First, we have the music player libraries themselves.
They are wrapped around a song in a standalone player program -- there are FIVE player programs (four with visualizers, and one just text like I originally released). Plus the program that does the actual wrapping and generates the final code.
Then we have a tool that packages these programs up, and auto-generates a loader program for them (so, the tool, and the loader program).
And we have a menu that selects which loader will be executed. So we're up to 9 programs, and then I wrote the randomizer.
I expected this part to be easy, because I had carefully compartmentalized everything. To explain a bit, the TI file system loads program files in individual 8kb chunks.
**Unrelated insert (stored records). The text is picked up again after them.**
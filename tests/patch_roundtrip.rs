//! Property test: diff/apply round-trips arbitrary JSON state trees.

use proptest::prelude::*;
use serde_json::Value;

use turnkit::patch::{apply_patches, diff_values, PatchRoot};

fn json_value() -> impl Strategy<Value = Value> {
    let leaf = prop_oneof![
        Just(Value::Null),
        any::<bool>().prop_map(Value::Bool),
        any::<i32>().prop_map(Value::from),
        "[a-z]{0,6}".prop_map(Value::String),
    ];
    leaf.prop_recursive(4, 48, 6, |inner| {
        prop_oneof![
            prop::collection::vec(inner.clone(), 0..6).prop_map(Value::Array),
            prop::collection::btree_map("[a-z]{1,4}", inner, 0..6)
                .prop_map(|m| Value::Object(m.into_iter().collect())),
        ]
    })
}

proptest! {
    /// Applying a diff's patches to the pre-state reconstructs the
    /// post-state exactly, whatever the two shapes are.
    #[test]
    fn diff_apply_reconstructs_state(before in json_value(), after in json_value()) {
        let patches = diff_values(&PatchRoot::Board, &before, &after);

        let mut rebuilt = before;
        apply_patches(&mut rebuilt, &patches).unwrap();
        prop_assert_eq!(rebuilt, after);
    }

    /// Identical trees diff to nothing.
    #[test]
    fn identical_values_produce_no_patches(value in json_value()) {
        prop_assert!(diff_values(&PatchRoot::Board, &value, &value).is_empty());
    }

    /// Diffing is deterministic: same inputs, same patch list.
    #[test]
    fn diffing_is_deterministic(before in json_value(), after in json_value()) {
        let first = diff_values(&PatchRoot::Board, &before, &after);
        let second = diff_values(&PatchRoot::Board, &before, &after);
        prop_assert_eq!(first, second);
    }
}
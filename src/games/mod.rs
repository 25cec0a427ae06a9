//! Example games validating the engine end to end.

pub mod dice;

pub use dice::{DiceBoard, DiceBoardMove, DiceMove, DicePlayerboard, DiceRace};
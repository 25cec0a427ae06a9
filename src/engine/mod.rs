//! The move execution engine: transactional execution plus the side-effect
//! accumulator that carries everything a move requested of the framework.

pub mod effects;
pub mod execute;

pub use effects::{
    BeginTurn, DelayedRequest, Effects, ExpirationMove, StatRecord, TurnOptions, TurnTargets,
};
pub use execute::{
    CanDoContext, Engine, ExecMode, ExecuteOptions, MoveContext, MoveOutput, NowContext,
};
In addition, the TI's memory map splits the RAM - an 8k block at 0x2000 is where I store the player, and a 24k block at 0xA000 gets the music data. So, the player was always in a separate copy block to the data.
The autogenerated code thus always looks a lot like this:
> 60B6 0200 li R0,>6004 Ball
60BA 0201 li R1,>6000
60BE 0202 li R2,>2000
60C2 0203 li R3,>0cb4
60C6 06A0 bl @>619c (Copy data)
60CA 0200 li R0,>6006 Data
60CE 0201 li R1,>6000
60D2 0202 li R2,>a000
60D6 0203 li R3,>058a
60DA 06A0 bl @>619c
60DE 06A0 bl @>600c Trampoline to start
60E2 2000 data >2000 Start address
FWIW, my fix is to just not use the "data" mechanism at all. Instead I'll store the address in an unused register during program copy and use that when it's time to start.